Anyways, these are just my thoughts that I wanted to get out there. Happy to hear about any plans/concerns/a better place to have this discussion.

[parkovski]

Yeah, through SSH you technically can do anything you could do through UAC approval but you're not in an interactive session, so while you have permissions to do this, you can't just type "ssh someapp.exe" and have the GUI pop up, you'd have to make a shim that switches into the interactive session first.

Seems like SSH is not a security hole in itself, but at least auto-login loopback SSH is, whereas on Linux it isn't.

[agowa]

Could we utilize the COM elevation Moniker for this?

Alternatively, the security assessments for partially elevating an application clearly already exist over there. Maybe someone within Microsoft could also leverage this to create a similar native API? It would also help in many other cases where only specific actions require elevation. So instead of starting elevated and dropping privileges, an application could start as Invoker and only request elevation for specific features (Although I could have sworn that such an API for "on-demand elevation" already exists, I couldn't find any documentation regarding it right now).

And as a horrible workaround: We could use the com elevation moniker to run code that:

1. Further elevate to system by impersonating e.g. lsass (as we run as admin we can clone the primary token)
2. Now that we've access to SeTcbPrivilege privilege we could perform a token swap on the calling thread (not the whole process)

Edit: We could also use the COM elevation Moniker to just obtain a valid impersonation token. Starting the elevated com object would invoke the UAC for us, so just returning the elevated token would also be an option as we basically run whatever the non-elevated process tells us to anyway.
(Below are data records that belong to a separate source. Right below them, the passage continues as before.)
//! Time of day for the agent's greetings.

use chrono::{Local, Timelike};

/// Source of the current hour (0-23).
pub trait Clock {
    /// Returns the current hour.
    fn hour(&self) -> u32;
}

/// The machine's local clock.
#[derive(Clone, Copy, Debug, Default)]
pub struct LocalClock;

impl Clock for LocalClock {
    fn hour(&self) -> u32 {
        Local::now().hour()
    }
}

/// A clock stuck at one hour.
#[derive(Clone, Copy, Debug)]
pub struct FixedClock(pub u32);

impl Clock for FixedClock {
    fn hour(&self) -> u32 {
        self.0
    }
}
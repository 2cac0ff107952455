//! Integration tests for query commands and the fallback

use halnav_agent::{Align, Hal9000, Tone};
use halnav_map::Topology;

fn spaceship() -> Hal9000 {
    Hal9000::new(&Topology::spaceship()).unwrap()
}

fn in_corridor() -> Hal9000 {
    let mut hal = spaceship();
    hal.handle_line("/open cryo door");
    hal.handle_line("/goto corridor");
    hal
}

#[test]
fn where_without_argument() {
    assert_eq!(spaceship().handle_line("/where").text(), "You are in the cryosleep.");
}

#[test]
fn where_door_names_the_other_side() {
    let mut hal = in_corridor();
    assert_eq!(
        hal.handle_line("/where bridge door").text(),
        "The bridge door leads to the bridge. It is closed."
    );
}

#[test]
fn where_room_names_the_doors() {
    let mut hal = in_corridor();
    hal.handle_line("/open engine door");
    hal.handle_line("/goto engine room");
    hal.handle_line("/open maintenance shaft");

    assert_eq!(
        hal.handle_line("/where cargo bay").text(),
        "You can get to the cargo bay through the service hatch or maintenance shaft."
    );
}

#[test]
fn where_own_room_lists_transitions() {
    let mut hal = in_corridor();
    let here = hal.handle_line("/where corridor");
    let transitions = hal.handle_line("/transitions");
    assert_eq!(here, transitions);
}

#[test]
fn where_far_away() {
    let mut hal = spaceship();
    assert_eq!(
        hal.handle_line("/where bridge").text(),
        "There is no such place near here: bridge."
    );
}

#[test]
fn transitions_lists_every_neighbor() {
    let mut hal = in_corridor();
    let response = hal.handle_line("/transitions");
    let lines = response.lines();

    assert_eq!(lines[0].text, "From the corridor you can go to:");
    assert_eq!(lines.len(), 5);
    assert!(response.text().contains("the bridge through the bridge door (closed)"));
    assert!(response.text().contains("the cryosleep through the cryo door (open)"));
}

#[test]
fn goto_without_argument_suggests_neighbors() {
    let mut hal = spaceship();
    assert_eq!(
        hal.handle_line("/goto").text(),
        "Where do you want to go?\nFrom here you can go to the corridor."
    );
}

#[test]
fn open_without_argument_lists_doors() {
    let mut hal = spaceship();
    assert_eq!(
        hal.handle_line("/open").text(),
        "Which door do you want to open?\nDoors here: cryo door (closed)."
    );
}

#[test]
fn unknown_command_is_refused() {
    let mut hal = spaceship();
    let response = hal.handle_line("/fly to Jupiter");
    let lines = response.lines();

    assert_eq!(lines.len(), 2);
    assert_eq!(lines[0].text, "Command `fly to Jupiter` unknown.");
    assert_eq!(lines[0].tone, Tone::Error);
    assert_eq!(lines[1].text, "I'm afraid I can't do that.");
    assert_eq!(lines[1].tone, Tone::Agent);
    assert_eq!(lines[1].align, Align::Right);
}

#[test]
fn help_lists_every_command() {
    let mut hal = spaceship();
    let response = hal.handle_line("/?");
    assert_eq!(response.lines().len(), 8);
    assert!(response.text().contains("/goto <room>"));
}

#[test]
fn quit_says_goodbye() {
    let mut hal = spaceship();
    let response = hal.handle_line("/exit");
    assert!(response.is_quit());
    assert_eq!(response.text(), "Goodbye.");
}
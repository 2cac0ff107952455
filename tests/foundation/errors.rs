//! Integration tests for Error types
//!
//! Tests error construction, display, and context.

use halnav_foundation::{Error, ErrorContext, ErrorKind};

// =============================================================================
// Error Construction
// =============================================================================

#[test]
fn error_invalid_room() {
    let err = Error::invalid_room("bridge");
    assert!(matches!(err.kind, ErrorKind::InvalidRoom(_)));
    assert!(format!("{err}").contains("bridge"));
}

#[test]
fn error_unknown_start_room() {
    let err = Error::unknown_start_room("attic");
    assert!(matches!(err.kind, ErrorKind::UnknownStartRoom(_)));
    assert_eq!(format!("{err}"), "unknown start room: 'attic'");
}

#[test]
fn error_io_and_internal() {
    assert!(matches!(Error::io("disk").kind, ErrorKind::Io(_)));
    assert!(matches!(Error::internal("bug").kind, ErrorKind::Internal(_)));
}

// =============================================================================
// Error Context
// =============================================================================

#[test]
fn context_is_optional() {
    let err = Error::topology("bad");
    assert!(err.context.is_none());
}

#[test]
fn context_display() {
    let context = ErrorContext::new().with_source("ship.json").with_line(3);
    assert_eq!(context.to_string(), "at ship.json:3");

    let no_line = ErrorContext::new().with_source("ship.json");
    assert_eq!(no_line.to_string(), "at ship.json");
}

#[test]
fn context_does_not_change_message() {
    let err = Error::topology("expected value")
        .with_context(ErrorContext::new().with_source("ship.json").with_line(1));
    assert_eq!(format!("{err}"), "topology error: expected value");
    assert_eq!(err.context.and_then(|c| c.line), Some(1));
}

#[test]
fn error_is_std_error() {
    fn takes_std_error(_: &dyn std::error::Error) {}
    takes_std_error(&Error::io("x"));
}
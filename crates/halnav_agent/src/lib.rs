//! The HAL9000 agent: navigation state, command interpretation and chat.
//!
//! This crate provides:
//! - [`Navigator`] - The session's current room and the moves it allows
//! - [`Command`] - The capability every command handler implements
//! - [`Interpreter`] - The fixed table from [`CommandKind`](halnav_parser::CommandKind) to handler
//! - [`Chatbot`] - Canned replies to free text
//! - [`Hal9000`] - The agent tying them together
//! - [`Response`] - What the agent says back, and what it changed

#![warn(missing_docs)]
#![warn(clippy::all)]
#![warn(clippy::pedantic)]

pub mod agent;
pub mod chat;
pub mod clock;
pub mod command;
pub mod interpreter;
pub mod navigator;
pub mod response;

pub use agent::Hal9000;
pub use chat::{ChatContext, Chatbot};
pub use clock::{Clock, FixedClock, LocalClock};
pub use command::Command;
pub use interpreter::Interpreter;
pub use navigator::{DoorChange, Navigator, Relocation};
pub use response::{Align, Effect, Line, Response, Tone};
//! The HAL9000 agent.
//!
//! Owns the map, the navigator, the interpreter and the chatbot, and routes
//! each classified input line to the right one.

use halnav_foundation::{DoorState, Result};
use halnav_map::{Map, Topology, Transition};
use halnav_parser::{CommandLine, Input, InputTokenizer};

use crate::chat::{ChatContext, Chatbot};
use crate::clock::{Clock, LocalClock};
use crate::interpreter::Interpreter;
use crate::navigator::Navigator;
use crate::response::Response;

/// The agent behind the terminal.
pub struct Hal9000 {
    map: Map,
    navigator: Navigator,
    interpreter: Interpreter,
    chatbot: Chatbot,
    clock: Box<dyn Clock>,
}

impl Hal9000 {
    /// Builds the map from `topology` and places the agent in its start room.
    ///
    /// # Errors
    ///
    /// Returns an error if the topology does not build into a valid map.
    pub fn new(topology: &Topology) -> Result<Self> {
        let map = topology.build()?;
        Self::from_parts(map, &topology.start)
    }

    /// Creates an agent over an existing map.
    ///
    /// # Errors
    ///
    /// Returns an error if `start` is not a room of `map`.
    pub fn from_parts(map: Map, start: &str) -> Result<Self> {
        let navigator = Navigator::new(&map, start)?;
        Ok(Self {
            map,
            navigator,
            interpreter: Interpreter::new(),
            chatbot: Chatbot::default(),
            clock: Box::new(LocalClock),
        })
    }

    /// Reseeds the chatbot.
    #[must_use]
    pub fn with_seed(mut self, seed: u64) -> Self {
        self.chatbot = Chatbot::new(seed);
        self
    }

    /// Replaces the clock used for greetings.
    #[must_use]
    pub fn with_clock(mut self, clock: impl Clock + 'static) -> Self {
        self.clock = Box::new(clock);
        self
    }

    /// Responds to one classified input.
    pub fn handle(&mut self, input: &Input) -> Response {
        match input {
            Input::Command(line) => self.execute(line),
            Input::Text(text) => self.chat(text),
            Input::Empty => Response::new(),
        }
    }

    /// Tokenizes and responds to a raw input line.
    pub fn handle_line(&mut self, line: &str) -> Response {
        self.handle(&InputTokenizer::tokenize(line))
    }

    /// Executes a command line.
    pub fn execute(&mut self, line: &CommandLine) -> Response {
        self.interpreter
            .dispatch(line, &mut self.navigator, &mut self.map)
    }

    /// Answers free text with one agent line.
    pub fn chat(&mut self, text: &str) -> Response {
        let context = ChatContext {
            location: self.navigator.current_room_name(),
            hour: self.clock.hour(),
        };
        let reply = self.chatbot.respond(text, &context);
        Response::new().say(reply)
    }

    // =========================================================================
    // Queries
    // =========================================================================

    /// Returns the current room name.
    #[must_use]
    pub fn current_room_name(&self) -> &str {
        self.navigator.current_room_name()
    }

    /// Returns every neighbor of the current room with its doors.
    #[must_use]
    pub fn possible_transitions(&self) -> Vec<&Transition> {
        self.navigator.possible_transitions(&self.map)
    }

    /// Returns the state of a door anywhere on the map.
    #[must_use]
    pub fn door_state(&self, name: &str) -> Option<DoorState> {
        self.map.door_state(name)
    }

    /// Returns the map.
    #[must_use]
    pub fn map(&self) -> &Map {
        &self.map
    }

    /// Returns the navigator.
    #[must_use]
    pub fn navigator(&self) -> &Navigator {
        &self.navigator
    }
}

impl std::fmt::Debug for Hal9000 {
    fn fmt(&self, f: &mut std::fmt::Formatter<'_>) -> std::fmt::Result {
        f.debug_struct("Hal9000")
            .field("current_room", &self.navigator.current_room_name())
            .field("rooms", &self.map.room_count())
            .field("doors", &self.map.door_count())
            .finish_non_exhaustive()
    }
}
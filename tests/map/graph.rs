//! Integration tests for the navigation graph
//!
//! Tests construction rules, neighbor bookkeeping and door lookups.

use halnav_foundation::DoorState;
use halnav_map::Map;
use proptest::prelude::*;

// =============================================================================
// Construction
// =============================================================================

#[test]
fn rooms_need_unique_names() {
    let mut map = Map::new();
    assert!(map.add_room("bridge"));
    assert!(!map.add_room("bridge"));
    assert!(!map.add_room(""));
    assert_eq!(map.room_count(), 1);
}

#[test]
fn doors_need_both_rooms() {
    let mut map = Map::new();
    map.add_rooms(["a", "b"]);

    assert!(!map.add_door("d", "a", "z"));
    assert!(!map.add_door("d", "z", "a"));
    assert!(!map.add_door("", "a", "b"));
    assert_eq!(map.door_count(), 0);

    assert!(map.add_door("d", "a", "b"));
    assert!(!map.add_door("d", "a", "b"));
    assert_eq!(map.door_count(), 1);
}

#[test]
fn rejected_door_leaves_rooms_untouched() {
    let mut map = Map::new();
    map.add_rooms(["a", "b"]);
    map.add_door("d", "a", "missing");

    assert!(map.get_room("a").unwrap().possible_transitions().is_empty());
    assert!(map.get_room("a").unwrap().get_doors(None).is_empty());
}

#[test]
fn new_doors_are_closed() {
    let mut map = Map::new();
    map.add_rooms(["a", "b"]);
    map.add_door("d", "a", "b");
    assert_eq!(map.door_state("d"), Some(DoorState::Closed));
    assert_eq!(map.door_state("nope"), None);
}

// =============================================================================
// Neighbors
// =============================================================================

#[test]
fn door_is_visible_from_both_sides() {
    let mut map = Map::new();
    map.add_rooms(["a", "b"]);
    map.add_door("d", "a", "b");

    assert!(map.get_room("a").unwrap().leads_to("b"));
    assert!(map.get_room("b").unwrap().leads_to("a"));
    assert_eq!(map.get_room("b").unwrap().get_doors(Some("a")), vec!["d"]);
}

#[test]
fn parallel_doors_share_one_transition() {
    let mut map = Map::new();
    map.add_rooms(["a", "b"]);
    map.add_door("d1", "a", "b");
    map.add_door("d2", "b", "a");

    let transitions = map.possible_transitions("a").unwrap();
    assert_eq!(transitions.len(), 1);
    assert_eq!(transitions[0].to(), "b");
    let doors: Vec<&str> = transitions[0].doors().iter().map(String::as_str).collect();
    assert_eq!(doors, vec!["d1", "d2"]);
}

#[test]
fn self_loop_adds_no_transition() {
    let mut map = Map::new();
    map.add_room("a");
    map.add_door("loop", "a", "a");

    let room = map.get_room("a").unwrap();
    assert!(room.possible_transitions().is_empty());
    assert!(!room.has_door("loop"));
    assert!(!room.leads_to("a"));
}

#[test]
fn get_doors_to_unrelated_room_is_empty() {
    let mut map = Map::new();
    map.add_rooms(["a", "b", "c"]);
    map.add_door("d", "a", "b");
    assert!(map.get_room("a").unwrap().get_doors(Some("c")).is_empty());
}

#[test]
fn clones_are_independent() {
    let mut map = Map::new();
    map.add_rooms(["a", "b"]);
    map.add_door("d", "a", "b");

    let snapshot = map.clone();
    map.get_door_mut("d").unwrap().set_state(DoorState::Open);

    assert_eq!(snapshot.door_state("d"), Some(DoorState::Closed));
    assert_eq!(map.door_state("d"), Some(DoorState::Open));
}

// =============================================================================
// Properties
// =============================================================================

proptest! {
    #[test]
    fn no_room_is_its_own_neighbor(
        edges in prop::collection::vec((0usize..5, 0usize..5), 0..20)
    ) {
        let mut map = Map::new();
        map.add_rooms((0..5).map(|i| format!("r{i}")));
        for (n, (a, b)) in edges.iter().enumerate() {
            map.add_door(&format!("d{n}"), &format!("r{a}"), &format!("r{b}"));
        }

        for room in map.rooms() {
            prop_assert!(!room.leads_to(room.name()));
            for transition in room.possible_transitions() {
                prop_assert!(!transition.doors().is_empty());
                for door in transition.doors() {
                    let door = map.get_door(door).unwrap();
                    prop_assert!(door.connects(room.name()));
                    prop_assert!(door.connects(transition.to()));
                }
            }
        }
    }
}
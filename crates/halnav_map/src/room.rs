//! Rooms and the transitions leading out of them.

use im::Vector;

use crate::door::Door;

/// A neighbor room together with the doors leading to it.
#[derive(Clone, Debug, PartialEq, Eq)]
pub struct Transition {
    to: String,
    doors: Vector<String>,
}

impl Transition {
    fn new(to: &str, door: &str) -> Self {
        Self {
            to: to.to_string(),
            doors: Vector::unit(door.to_string()),
        }
    }

    /// Returns the neighbor room name.
    #[must_use]
    pub fn to(&self) -> &str {
        &self.to
    }

    /// Returns the doors leading to the neighbor, in attachment order.
    #[must_use]
    pub fn doors(&self) -> &Vector<String> {
        &self.doors
    }
}

/// A room in the navigation graph.
///
/// A room only knows door and room names. The doors themselves, with their
/// state, live in the [`Map`](crate::Map).
#[derive(Clone, Debug, PartialEq, Eq)]
pub struct Room {
    name: String,
    /// Neighbors in first-attach order.
    transitions: Vector<Transition>,
    /// Incident doors in attachment order.
    doors: Vector<String>,
}

impl Room {
    /// Creates a room with no doors.
    #[must_use]
    pub fn new(name: impl Into<String>) -> Self {
        Self {
            name: name.into(),
            transitions: Vector::new(),
            doors: Vector::new(),
        }
    }

    /// Returns the room name.
    #[must_use]
    pub fn name(&self) -> &str {
        &self.name
    }

    /// Attaches a door to this room.
    ///
    /// Every endpoint other than this room becomes a transition through the
    /// door. A door looping back into this room adds nothing and is not
    /// recorded. Returns whether the door was recorded.
    pub fn add_door(&mut self, door: &Door) -> bool {
        let mut recorded = false;
        for room in door.between() {
            if room != &self.name {
                self.add_transition(room, door.name());
                recorded = true;
            }
        }
        if recorded {
            self.doors.push_back(door.name().to_string());
        }
        recorded
    }

    fn add_transition(&mut self, to: &str, through: &str) {
        match self.transitions.iter_mut().find(|t| t.to == to) {
            Some(transition) => transition.doors.push_back(through.to_string()),
            None => self.transitions.push_back(Transition::new(to, through)),
        }
    }

    /// Returns every reachable neighbor with the doors leading to it.
    #[must_use]
    pub fn possible_transitions(&self) -> &Vector<Transition> {
        &self.transitions
    }

    /// Returns the transition to `room`, if there is a door leading there.
    #[must_use]
    pub fn transition_to(&self, room: &str) -> Option<&Transition> {
        self.transitions.iter().find(|t| t.to == room)
    }

    /// Returns true if a door leads from this room to `room`.
    #[must_use]
    pub fn leads_to(&self, room: &str) -> bool {
        self.transition_to(room).is_some()
    }

    /// Returns true if `door` is attached to this room.
    #[must_use]
    pub fn has_door(&self, door: &str) -> bool {
        self.doors.iter().any(|d| d == door)
    }

    /// Returns door names in attachment order.
    ///
    /// With `to_room`, only the doors leading to that room; empty when none do.
    #[must_use]
    pub fn get_doors(&self, to_room: Option<&str>) -> Vec<&str> {
        match to_room {
            None => self.doors.iter().map(String::as_str).collect(),
            Some(room) => self
                .transition_to(room)
                .map(|t| t.doors.iter().map(String::as_str).collect())
                .unwrap_or_default(),
        }
    }
}
//! Session state for the REPL.
//!
//! A session is the agent plus the tracer watching it. Every input line goes
//! through [`Session::handle_line`], which records what the line was and what
//! it changed.

use std::fmt::Write;

use halnav_agent::{Effect, Hal9000, Response};
use halnav_debug::Tracer;
use halnav_foundation::Result;
use halnav_parser::{Input, InputTokenizer};

use crate::config::RuntimeConfig;

/// One chat with HAL9000.
pub struct Session {
    hal: Hal9000,
    tracer: Tracer,
    started: bool,
}

impl Session {
    /// Creates a session around an agent.
    #[must_use]
    pub fn new(hal: Hal9000, tracer: Tracer) -> Self {
        Self {
            hal,
            tracer,
            started: false,
        }
    }

    /// Creates a session from a configuration.
    ///
    /// # Errors
    ///
    /// Returns an error if the topology cannot be loaded or built.
    pub fn from_config(config: &RuntimeConfig) -> Result<Self> {
        let topology = config.load_topology()?;
        let hal = Hal9000::new(&topology)?.with_seed(config.seed);
        Ok(Self::new(hal, Tracer::new(config.tracer_config())))
    }

    /// Returns the agent.
    #[must_use]
    pub fn hal(&self) -> &Hal9000 {
        &self.hal
    }

    /// Returns the tracer.
    #[must_use]
    pub fn tracer(&self) -> &Tracer {
        &self.tracer
    }

    /// Marks the start of the session. Only the first call is recorded.
    pub fn start(&mut self) {
        if self.started {
            return;
        }
        self.started = true;
        let map = self.hal.map();
        let (rooms, doors) = (map.room_count(), map.door_count());
        self.tracer
            .session_start(self.hal.current_room_name(), rooms, doors);
    }

    /// Marks the end of a started session. Only the first call is recorded.
    pub fn finish(&mut self) {
        if self.started {
            self.started = false;
            self.tracer.session_end();
        }
    }

    /// Handles one raw input line.
    pub fn handle_line(&mut self, line: &str) -> Response {
        let input = InputTokenizer::tokenize(line);
        if input == Input::Empty {
            return Response::new();
        }

        self.tracer.next_turn();
        self.tracer.input(line.trim());
        match &input {
            Input::Command(command) => match command.kind() {
                Some(kind) => self.tracer.command(kind.name(), &command.argument),
                None => self.tracer.unrecognized(&command.raw),
            },
            Input::Text(text) => self.tracer.chat(text),
            Input::Empty => {}
        }

        let response = self.hal.handle(&input);
        match response.effect() {
            Some(Effect::Relocated { from, to, door }) => self.tracer.relocated(from, to, door),
            Some(Effect::DoorChanged { door, state }) => self.tracer.door_changed(door, *state),
            Some(Effect::Quit) | None => {}
        }
        response
    }

    /// Returns every word worth completing: room and door names.
    #[must_use]
    pub fn names(&self) -> Vec<String> {
        let map = self.hal.map();
        map.rooms()
            .map(|room| room.name().to_string())
            .chain(map.doors().map(|door| door.name().to_string()))
            .collect()
    }

    /// Describes the map and the session's position in it.
    #[must_use]
    pub fn dump_map(&self) -> String {
        let map = self.hal.map();
        let mut out = String::new();

        let _ = writeln!(out, "=== Map ===");
        let _ = writeln!(out, "Current room: {}", self.hal.current_room_name());
        let _ = writeln!(out, "Rooms: {}", map.room_count());
        for room in map.rooms() {
            let neighbors: Vec<&str> = room.possible_transitions().iter().map(|t| t.to()).collect();
            if neighbors.is_empty() {
                let _ = writeln!(out, "  - {}", room.name());
            } else {
                let _ = writeln!(out, "  - {} -> {}", room.name(), neighbors.join(", "));
            }
        }
        let _ = writeln!(out, "Doors: {}", map.door_count());
        for door in map.doors() {
            let [a, b] = door.between();
            let _ = writeln!(out, "  - {} ({a} <-> {b}): {}", door.name(), door.state());
        }

        out
    }
}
Pseudocode:

Type comObjectType = Type.GetTypeFromCLSID(comObjectCLSID);
dynamic comObject = Activator.CreateInstance (comObjectType);
// either:
safeElevatedAccessTokenHandle = comObject.GetElevatedAccessTokenHandle()
WindowsIdentity.RunImpersonated(
  safeElevatedAccessTokenHandle,
  // User action
  () =>
  {
    Console.WriteLine("During impersonation: " + (new WindowsPrincipal(WindowsIdentity.GetCurrent())).IsInRole(WindowsBuiltInRole.Administrator));  
  }  
);
// or:
comObject.RunImpersonated(
  // Com object wraps call to WindowsIdentity.RunImpersonated and doesn't just leak the elevated token.
  // User action
  () =>
  {
    Console.WriteLine("During impersonation: " + (new WindowsPrincipal(WindowsIdentity.GetCurrent())).IsInRole(WindowsBuiltInRole.Administrator));  
  }  
);

[ghost]

@agowa338

"Per-command On-Demand Elevation With UAC GUI" already exist. two quick example --

1. windows date and time syncing.
2. third party apps - like Composer.exe the php package manager itself. running composer self-update on a medium IL command line shell invokes that "Per-command On-Demand Elevation With UAC" and doesn't open a new window.

---

The ask here is "GUI Less -- Per-command On-Demand Elevation" as the current form of UAC requires GUI.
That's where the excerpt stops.